Abstract Background: Adjuvant CAPOX (capecitabine plus oxaliplatin) provided significant disease-free survival (DFS) benefit in patients with high-risk stage II or stage III colorectal cancer (CRC). Conventional triweekly CAPOX results in 14-38% 3-4 grade hematological toxicity. Modified biweekly CAPOX was observed to be generally well-tolerated in previous studies. Methods: High-risk stage II and stage III post-surgery CRC patients were randomized in the control triweekly group (intravenous infusion of oxaliplatin 130 mg/m2 on day 1 and oral capecitabine 1000 mg/m2, twice daily from d1 to d14) and the experimental biweekly group (intravenous infusion of oxaliplatin 85 mg/m2 on day 1 and oral capecitabine 1000 mg/m2, twice daily from d1 to d10).

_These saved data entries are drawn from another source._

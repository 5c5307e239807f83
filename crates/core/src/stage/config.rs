//! Stage toggles, timeouts and built-in collaborator settings.

use serde::{Deserialize, Serialize};
use std::path::PathBuf;
use std::time::Duration;

use crate::job::Stage;

/// Which stages run. A disabled stage is skipped as if it succeeded.
#[derive(Debug, Clone, Serialize, Deserialize)]
pub struct StagesConfig {
    #[serde(default = "default_true")]
    pub acquire: bool,
    #[serde(default = "default_true")]
    pub extract: bool,
    #[serde(default = "default_true")]
    pub encode: bool,
    #[serde(default = "default_true")]
    pub identify: bool,
    #[serde(default = "default_true")]
    pub organize: bool,
    #[serde(default)]
    pub timeouts: StageTimeouts,
}

fn default_true() -> bool {
    true
}

impl Default for StagesConfig {
    fn default() -> Self {
        Self {
            acquire: true,
            extract: true,
            encode: true,
            identify: true,
            organize: true,
            timeouts: StageTimeouts::default(),
        }
    }
}

impl StagesConfig {
    pub fn is_enabled(&self, stage: Stage) -> bool {
        match stage {
            Stage::Acquire => self.acquire,
            Stage::Extract => self.extract,
            Stage::Encode => self.encode,
            Stage::Identify => self.identify,
            Stage::Organize => self.organize,
            Stage::Done | Stage::Failed => false,
        }
    }

    /// Enable or disable a single stage.
    pub fn with_stage(mut self, stage: Stage, enabled: bool) -> Self {
        match stage {
            Stage::Acquire => self.acquire = enabled,
            Stage::Extract => self.extract = enabled,
            Stage::Encode => self.encode = enabled,
            Stage::Identify => self.identify = enabled,
            Stage::Organize => self.organize = enabled,
            Stage::Done | Stage::Failed => {}
        }
        self
    }

    /// First enabled work stage at or after `stage`.
    pub fn first_enabled_from(&self, stage: Stage) -> Option<Stage> {
        let mut current = Some(stage);
        while let Some(s) = current {
            if self.is_enabled(s) {
                return Some(s);
            }
            current = s.next();
        }
        None
    }
}

/// Per-stage execution deadlines for the non-encode stages.
#[derive(Debug, Clone, Serialize, Deserialize)]
pub struct StageTimeouts {
    #[serde(default = "default_acquire_timeout")]
    pub acquire_secs: u64,
    #[serde(default = "default_extract_timeout")]
    pub extract_secs: u64,
    #[serde(default = "default_identify_timeout")]
    pub identify_secs: u64,
    #[serde(default = "default_organize_timeout")]
    pub organize_secs: u64,
}

fn default_acquire_timeout() -> u64 {
    3600
}

fn default_extract_timeout() -> u64 {
    1800
}

fn default_identify_timeout() -> u64 {
    120
}

fn default_organize_timeout() -> u64 {
    1800
}

impl Default for StageTimeouts {
    fn default() -> Self {
        Self {
            acquire_secs: default_acquire_timeout(),
            extract_secs: default_extract_timeout(),
            identify_secs: default_identify_timeout(),
            organize_secs: default_organize_timeout(),
        }
    }
}

impl StageTimeouts {
    pub fn for_stage(&self, stage: Stage) -> Duration {
        let secs = match stage {
            Stage::Acquire => self.acquire_secs,
            Stage::Extract => self.extract_secs,
            Stage::Identify => self.identify_secs,
            _ => self.organize_secs,
        };
        Duration::from_secs(secs)
    }
}

/// Settings for the built-in organizer.
#[derive(Debug, Clone, Serialize, Deserialize)]
pub struct LibraryConfig {
    /// Library root used when a job has no destination directory.
    #[serde(default = "default_library_root")]
    pub root: PathBuf,
    /// Copy buffer size for cross-filesystem moves.
    #[serde(default = "default_buffer_size")]
    pub buffer_size: usize,
}

fn default_library_root() -> PathBuf {
    PathBuf::from("library")
}

fn default_buffer_size() -> usize {
    8 * 1024 * 1024 // 8 MB
}

impl Default for LibraryConfig {
    fn default() -> Self {
        Self {
            root: default_library_root(),
            buffer_size: default_buffer_size(),
        }
    }
}
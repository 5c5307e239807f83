//! Built-in filesystem collaborators used by the server binary.

use std::path::{Path, PathBuf};

use async_trait::async_trait;
use once_cell::sync::Lazy;
use regex_lite::Regex;
use tokio::fs::{self, File};
use tokio::io::{AsyncReadExt, AsyncWriteExt, BufReader, BufWriter};
use tracing::{debug, info};

use crate::job::ErrorKind;

use super::config::LibraryConfig;
use super::traits::{AcquireService, ExtractService, IdentifyService, OrganizeService};
use super::types::{MediaRef, StageOutcome, StagePayload};

const ARCHIVE_EXTENSIONS: &[&str] = &["zip", "rar", "7z", "tar", "gz"];

static TITLE_YEAR: Lazy<Regex> = Lazy::new(|| {
    Regex::new(r"^(?P<title>.+?)[\s(\[]+(?P<year>(?:19|20)\d{2})(?:[\s)\]]|$)")
        .unwrap_or_else(|e| panic!("invalid title regex: {}", e))
});

/// Treats the source reference as a path on the local filesystem.
pub struct LocalFileAcquirer;

#[async_trait]
impl AcquireService for LocalFileAcquirer {
    async fn fetch(&self, source_ref: &str) -> StageOutcome {
        let path = PathBuf::from(source_ref.strip_prefix("file://").unwrap_or(source_ref));
        match fs::metadata(&path).await {
            Ok(meta) if meta.is_file() => {
                StageOutcome::succeeded(StagePayload::Media(MediaRef::new(path).with_size(meta.len())))
            }
            Ok(_) => StageOutcome::fatal(
                ErrorKind::AcquireError,
                format!("{} is not a regular file", path.display()),
            ),
            Err(e) => StageOutcome::failed(
                ErrorKind::AcquireError,
                format!("cannot read {}: {}", path.display(), e),
            ),
        }
    }
}

/// Passes plain media files through unchanged.
///
/// Archives are rejected; a real extractor has to be plugged in for them.
pub struct PassthroughExtractor;

#[async_trait]
impl ExtractService for PassthroughExtractor {
    async fn extract(&self, item: &MediaRef, _password_candidates: &[String]) -> StageOutcome {
        let is_archive = item
            .path
            .extension()
            .and_then(|e| e.to_str())
            .map(|e| ARCHIVE_EXTENSIONS.contains(&e.to_ascii_lowercase().as_str()))
            .unwrap_or(false);

        if is_archive {
            return StageOutcome::fatal(
                ErrorKind::ExtractionError,
                format!("no archive extractor configured for {}", item.file_name()),
            );
        }
        StageOutcome::succeeded(StagePayload::Media(item.clone()))
    }
}

/// Derives title and year from the file name, e.g. `Heat.1995.1080p.mkv`.
pub struct FileNameIdentifier;

impl FileNameIdentifier {
    pub fn parse(file_stem: &str) -> Option<(String, u16)> {
        let normalized = file_stem.replace(['.', '_'], " ");
        let caps = TITLE_YEAR.captures(normalized.trim())?;
        let title = caps.name("title")?.as_str().trim().to_string();
        let year = caps.name("year")?.as_str().parse().ok()?;
        if title.is_empty() {
            return None;
        }
        Some((title, year))
    }
}

#[async_trait]
impl IdentifyService for FileNameIdentifier {
    async fn identify(&self, media: &MediaRef) -> StageOutcome {
        let stem = media
            .path
            .file_stem()
            .map(|s| s.to_string_lossy().into_owned())
            .unwrap_or_default();

        match Self::parse(&stem) {
            Some((title, year)) => StageOutcome::succeeded(StagePayload::Metadata(
                serde_json::json!({ "title": title, "year": year }),
            )),
            None => StageOutcome::fatal(
                ErrorKind::IdentifyAmbiguous,
                format!("no title/year match for {:?}", stem),
            ),
        }
    }
}

/// Moves media into `<root>/<Title> (<Year>)/<Title> (<Year>).<ext>`.
pub struct FsOrganizer {
    config: LibraryConfig,
}

impl FsOrganizer {
    pub fn new(config: LibraryConfig) -> Self {
        Self { config }
    }

    fn destination(
        root: &Path,
        media: &MediaRef,
        metadata: Option<&serde_json::Value>,
    ) -> PathBuf {
        let title = metadata.and_then(|m| m.get("title")).and_then(|t| t.as_str());
        let year = metadata.and_then(|m| m.get("year")).and_then(|y| y.as_u64());

        match (title, year) {
            (Some(title), Some(year)) => {
                let name = sanitize(&format!("{} ({})", title, year));
                let file = match media.path.extension().and_then(|e| e.to_str()) {
                    Some(ext) => format!("{}.{}", name, ext),
                    None => name.clone(),
                };
                root.join(name).join(file)
            }
            _ => root.join(media.file_name()),
        }
    }

    /// Rename, falling back to copy + remove across filesystems.
    async fn move_file(&self, source: &Path, destination: &Path) -> std::io::Result<u64> {
        match fs::rename(source, destination).await {
            Ok(()) => return Ok(fs::metadata(destination).await?.len()),
            Err(e)
                if e.kind() == std::io::ErrorKind::CrossesDevices
                    || e.raw_os_error() == Some(18) =>
            {
                debug!("Cross-device move, copying {}", source.display());
            }
            Err(e) => return Err(e),
        }

        let mut reader = BufReader::with_capacity(self.config.buffer_size, File::open(source).await?);
        let mut writer =
            BufWriter::with_capacity(self.config.buffer_size, File::create(destination).await?);
        let mut buffer = vec![0u8; self.config.buffer_size];
        let mut total = 0u64;
        loop {
            let n = reader.read(&mut buffer).await?;
            if n == 0 {
                break;
            }
            writer.write_all(&buffer[..n]).await?;
            total += n as u64;
        }
        writer.flush().await?;
        fs::remove_file(source).await?;
        Ok(total)
    }
}

fn sanitize(name: &str) -> String {
    name.chars()
        .map(|c| match c {
            '/' | '\\' | ':' | '*' | '?' | '"' | '<' | '>' | '|' => '_',
            c => c,
        })
        .collect()
}

#[async_trait]
impl OrganizeService for FsOrganizer {
    async fn place(
        &self,
        media: &MediaRef,
        metadata: Option<&serde_json::Value>,
        dest_dir: Option<&Path>,
    ) -> StageOutcome {
        let root = dest_dir.unwrap_or(&self.config.root);
        let destination = Self::destination(root, media, metadata);

        if fs::try_exists(&destination).await.unwrap_or(false) {
            return StageOutcome::fatal(
                ErrorKind::OrganizeError,
                format!("destination already exists: {}", destination.display()),
            );
        }
        if let Some(parent) = destination.parent() {
            if let Err(e) = fs::create_dir_all(parent).await {
                return StageOutcome::failed(
                    ErrorKind::OrganizeError,
                    format!("cannot create {}: {}", parent.display(), e),
                );
            }
        }

        match self.move_file(&media.path, &destination).await {
            Ok(size) => {
                info!(
                    "Placed {} at {}",
                    media.path.display(),
                    destination.display()
                );
                StageOutcome::succeeded(StagePayload::Media(
                    MediaRef::new(destination).with_size(size),
                ))
            }
            Err(e) => StageOutcome::failed(
                ErrorKind::OrganizeError,
                format!("failed to move {}: {}", media.path.display(), e),
            ),
        }
    }
}

#[cfg(test)]
mod tests {
    use super::*;
    use tempfile::TempDir;

    #[test]
    fn test_parse_title_and_year() {
        assert_eq!(
            FileNameIdentifier::parse("Heat.1995.1080p.BluRay"),
            Some(("Heat".to_string(), 1995))
        );
        assert_eq!(
            FileNameIdentifier::parse("The Thing (1982)"),
            Some(("The Thing".to_string(), 1982))
        );
        assert_eq!(
            FileNameIdentifier::parse("Alien_1979_remastered"),
            Some(("Alien".to_string(), 1979))
        );
        assert_eq!(FileNameIdentifier::parse("home video"), None);
    }

    #[tokio::test]
    async fn test_identify_without_year_is_ambiguous() {
        let outcome = FileNameIdentifier
            .identify(&MediaRef::new("/in/holiday.mkv"))
            .await;
        assert_eq!(outcome.error_kind, Some(ErrorKind::IdentifyAmbiguous));
        assert!(!outcome.retryable);
    }

    #[tokio::test]
    async fn test_acquire_local_file() {
        let dir = TempDir::new().unwrap();
        let path = dir.path().join("in.mkv");
        std::fs::write(&path, b"data").unwrap();

        let outcome = LocalFileAcquirer.fetch(path.to_str().unwrap()).await;
        match outcome.output {
            StagePayload::Media(media) => assert_eq!(media.size_bytes, Some(4)),
            other => panic!("unexpected payload {:?}", other),
        }

        let missing = LocalFileAcquirer.fetch("/definitely/not/here.mkv").await;
        assert!(missing.retryable);
        assert_eq!(missing.error_kind, Some(ErrorKind::AcquireError));
    }

    #[tokio::test]
    async fn test_passthrough_rejects_archives() {
        let outcome = PassthroughExtractor
            .extract(&MediaRef::new("/in/pack.RAR"), &[])
            .await;
        assert_eq!(outcome.error_kind, Some(ErrorKind::ExtractionError));
        let ok = PassthroughExtractor
            .extract(&MediaRef::new("/in/movie.mkv"), &[])
            .await;
        assert!(ok.success);
    }

    #[tokio::test]
    async fn test_organize_moves_into_title_folder() {
        let dir = TempDir::new().unwrap();
        let source = dir.path().join("Heat.1995.mkv");
        std::fs::write(&source, b"movie").unwrap();
        let library = dir.path().join("library");

        let organizer = FsOrganizer::new(LibraryConfig {
            root: library.clone(),
            ..Default::default()
        });
        let metadata = serde_json::json!({ "title": "Heat", "year": 1995 });
        let outcome = organizer
            .place(&MediaRef::new(&source), Some(&metadata), None)
            .await;

        let expected = library.join("Heat (1995)").join("Heat (1995).mkv");
        assert!(outcome.success, "{:?}", outcome.message);
        assert!(expected.exists());
        assert!(!source.exists());

        std::fs::write(&source, b"again").unwrap();
        let clash = organizer
            .place(&MediaRef::new(&source), Some(&metadata), None)
            .await;
        assert!(!clash.retryable);
    }
}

The primary endpoint was incidence of thrombocytopenia. The secondary endpoint was 18-month DFS rate. Results: Between Jul 25, 2018, and May 14, 2021, 160 patients were 1:1 randomly enrolled and received treatment. The primary endpoint thrombocytopenia occurred 33% and 49% in biweekly and triweekly group ( P =0.02). The second endpoint 18-month DFS in 3-month group was 94.1% in biweekly CAPOX group, and 93.8% in triweekly CPOX group ( P =0.96). Neutropenia was 36% and 51% in biweekly and triweekly group, respectively ( P =0.04). The rate of uncomplete therapy patient was 7% and 15% in biweekly and triweekly group, respectively ( P =0.13). Conclusion: Biweekly CAPOX presented significant less thrombocytopenia and neutropenia than triweekly CAPOX regimen. And biweekly CAPOX did not affect the 18-month DFS rate. Clinical trial registration: First registration date: 21/06/2018. ClinicalTials.gov (NCT03564912).